▶ [WHAT THE TASK REQUIRES]:
Your output should contain every record, unchanged.

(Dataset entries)
■ ■ ■ ■ ■

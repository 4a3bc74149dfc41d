//! Terminal rendering of the home screen states.

use std::fmt::Write as _;

use client_core::MarsUiState;

#[derive(Debug, Clone, Copy, PartialEq, Eq)]
pub enum UserAction {
    Retry,
    Quit,
}

pub fn render_state(state: &MarsUiState, show_urls: bool) -> String {
    match state {
        MarsUiState::Loading => "Loading Mars photos...".to_string(),
        MarsUiState::Success(photos) => {
            let mut out = format!("{} Mars photos retrieved", photos.len());
            if show_urls {
                for photo in photos {
                    let _ = write!(out, "\n  {:<10} {}", photo.id, photo.img_src);
                }
            }
            out
        }
        MarsUiState::Error => "Failed to load Mars photos.".to_string(),
    }
}

/// Prompt shown under a resolved state, if the user can act on it.
pub fn prompt_for(state: &MarsUiState) -> Option<&'static str> {
    match state {
        MarsUiState::Loading => None,
        MarsUiState::Success(_) => Some("Press r to refresh, or q to quit."),
        MarsUiState::Error => Some("Press Enter to retry, or q to quit."),
    }
}

/// Interprets one line of input. End of input counts as quitting.
pub fn parse_action(line: Option<&str>) -> UserAction {
    match line.map(|l| l.trim().to_ascii_lowercase()) {
        None => UserAction::Quit,
        Some(input) if input == "q" || input == "quit" => UserAction::Quit,
        Some(_) => UserAction::Retry,
    }
}

#[cfg(test)]
#[path = "tests/screen_tests.rs"]
mod tests;
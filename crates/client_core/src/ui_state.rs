use shared::domain::MarsPhoto;

/// What the home screen should currently show.
#[derive(Debug, Clone, PartialEq, Eq)]
pub enum MarsUiState {
    /// A fetch is in flight or has not resolved yet.
    Loading,
    /// The last resolved fetch returned these photos, in repository order.
    Success(Vec<MarsPhoto>),
    /// The last resolved fetch failed. No failure detail is kept.
    Error,
}

impl MarsUiState {
    pub fn is_loading(&self) -> bool {
        matches!(self, Self::Loading)
    }

    pub fn photos(&self) -> Option<&[MarsPhoto]> {
        match self {
            Self::Success(photos) => Some(photos.as_slice()),
            Self::Loading | Self::Error => None,
        }
    }
}
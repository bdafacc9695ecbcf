//! Error types for E2E testing

use thiserror::Error;

#[derive(Error, Debug)]
pub enum E2eError {
    #[error("Unknown {field} option: {value}")]
    UnknownOption { field: String, value: String },

    #[error("Element \"{label}\" not visible after {timeout_ms} ms")]
    ElementNotVisible { label: String, timeout_ms: u64 },

    #[error("Timeout waiting for: {0}")]
    Timeout(String),

    #[error("Driver error: {0}")]
    Driver(String),

    #[error("Playwright not found. Install with: npx playwright install")]
    PlaywrightNotFound,

    #[error("Playwright error: {0}")]
    Playwright(String),

    #[error("Target page unreachable after {0} attempts")]
    TargetUnreachable(usize),

    #[error("Fixture parse error: {0}")]
    FixtureParse(String),

    #[error("Configuration error: {0}")]
    Config(String),

    #[error("IO error: {0}")]
    Io(#[from] std::io::Error),

    #[error("JSON error: {0}")]
    Json(#[from] serde_json::Error),

    #[error("YAML error: {0}")]
    Yaml(#[from] serde_yaml::Error),

    #[error("HTTP error: {0}")]
    Http(#[from] reqwest::Error),
}

impl E2eError {
    pub fn unknown_option(field: impl Into<String>, value: impl Into<String>) -> Self {
        Self::UnknownOption {
            field: field.into(),
            value: value.into(),
        }
    }
}

impl From<subform_common::Error> for E2eError {
    fn from(err: subform_common::Error) -> Self {
        match err {
            subform_common::Error::UnknownOption { field, value } => {
                E2eError::UnknownOption { field, value }
            }
            subform_common::Error::Io(e) => E2eError::Io(e),
            other => E2eError::Config(other.to_string()),
        }
    }
}

pub type E2eResult<T> = Result<T, E2eError>;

■ ■ ■ ■ ■

▶ [TASK RESPONSE]:
repository 4a3bc74149dfc41d
//! Terminal rendering of the home screen states.

use std::fmt::Write as _;

use client_core::MarsUiState;

#[derive(Debug, Clone, Copy, PartialEq, Eq)]
pub enum UserAction {
    Retry,
    Quit,
}

pub fn render_state(state: &MarsUiState, show_urls: bool) -> String {
    match state {
        MarsUiState::Loading => "Loading Mars photos...".to_string(),
        MarsUiState::Success(photos) => {
            let mut out = format!("{} Mars photos retrieved", photos.len());
            if show_urls {
                for photo in photos {
                    let _ = write!(out, "\n  {:<10} {}", photo.id, photo.img_src);
                }
            }
            out
        }
        MarsUiState::Error => "Failed to load Mars photos.".to_string(),
    }
}

/// Prompt shown under a resolved state, if the user can act on it.
pub fn prompt_for(state: &MarsUiState) -> Option<&'static str> {
    match state {
        MarsUiState::Loading => None,
        MarsUiState::Success(_) => Some("Press r to refresh, or q to quit."),
        MarsUiState::Error => Some("Press Enter to retry, or q to quit."),
    }
}

/// Interprets one line of input. End of input counts as quitting.
pub fn parse_action(line: Option<&str>) -> UserAction {
    match line.map(|l| l.trim().to_ascii_lowercase()) {
        None => UserAction::Quit,
        Some(input) if input == "q" || input == "quit" => UserAction::Quit,
        Some(_) => UserAction::Retry,
    }
}

#[cfg(test)]
#[path = "tests/screen_tests.rs"]
mod tests;
filename crates/client_core/src/ui_state.rs
use shared::domain::MarsPhoto;

/// What the home screen should currently show.
#[derive(Debug, Clone, PartialEq, Eq)]
pub enum MarsUiState {
    /// A fetch is in flight or has not resolved yet.
    Loading,
    /// The last resolved fetch returned these photos, in repository order.
    Success(Vec<MarsPhoto>),
    /// The last resolved fetch failed. No failure detail is kept.
    Error,
}

impl MarsUiState {
    pub fn is_loading(&self) -> bool {
        matches!(self, Self::Loading)
    }

    pub fn photos(&self) -> Option<&[MarsPhoto]> {
        match self {
            Self::Success(photos) => Some(photos.as_slice()),
            Self::Loading | Self::Error => None,
        }
    }
}
repository bdafacc9695ecbcf
//! Error types for E2E testing

use thiserror::Error;

#[derive(Error, Debug)]
pub enum E2eError {
    #[error("Unknown {field} option: {value}")]
    UnknownOption { field: String, value: String },

    #[error("Element \"{label}\" not visible after {timeout_ms} ms")]
    ElementNotVisible { label: String, timeout_ms: u64 },

    #[error("Timeout waiting for: {0}")]
    Timeout(String),

    #[error("Driver error: {0}")]
    Driver(String),

    #[error("Playwright not found. Install with: npx playwright install")]
    PlaywrightNotFound,

    #[error("Playwright error: {0}")]
    Playwright(String),

    #[error("Target page unreachable after {0} attempts")]
    TargetUnreachable(usize),

    #[error("Fixture parse error: {0}")]
    FixtureParse(String),

    #[error("Configuration error: {0}")]
    Config(String),

    #[error("IO error: {0}")]
    Io(#[from] std::io::Error),

    #[error("JSON error: {0}")]
    Json(#[from] serde_json::Error),

    #[error("YAML error: {0}")]
    Yaml(#[from] serde_yaml::Error),

    #[error("HTTP error: {0}")]
    Http(#[from] reqwest::Error),
}

impl E2eError {
    pub fn unknown_option(field: impl Into<String>, value: impl Into<String>) -> Self {
        Self::UnknownOption {
            field: field.into(),
            value: value.into(),
        }
    }
}

impl From<subform_common::Error> for E2eError {
    fn from(err: subform_common::Error) -> Self {
        match err {
            subform_common::Error::UnknownOption { field, value } => {
                E2eError::UnknownOption { field, value }
            }
            subform_common::Error::Io(e) => E2eError::Io(e),
            other => E2eError::Config(other.to_string()),
        }
    }
}

pub type E2eResult<T> = Result<T, E2eError>;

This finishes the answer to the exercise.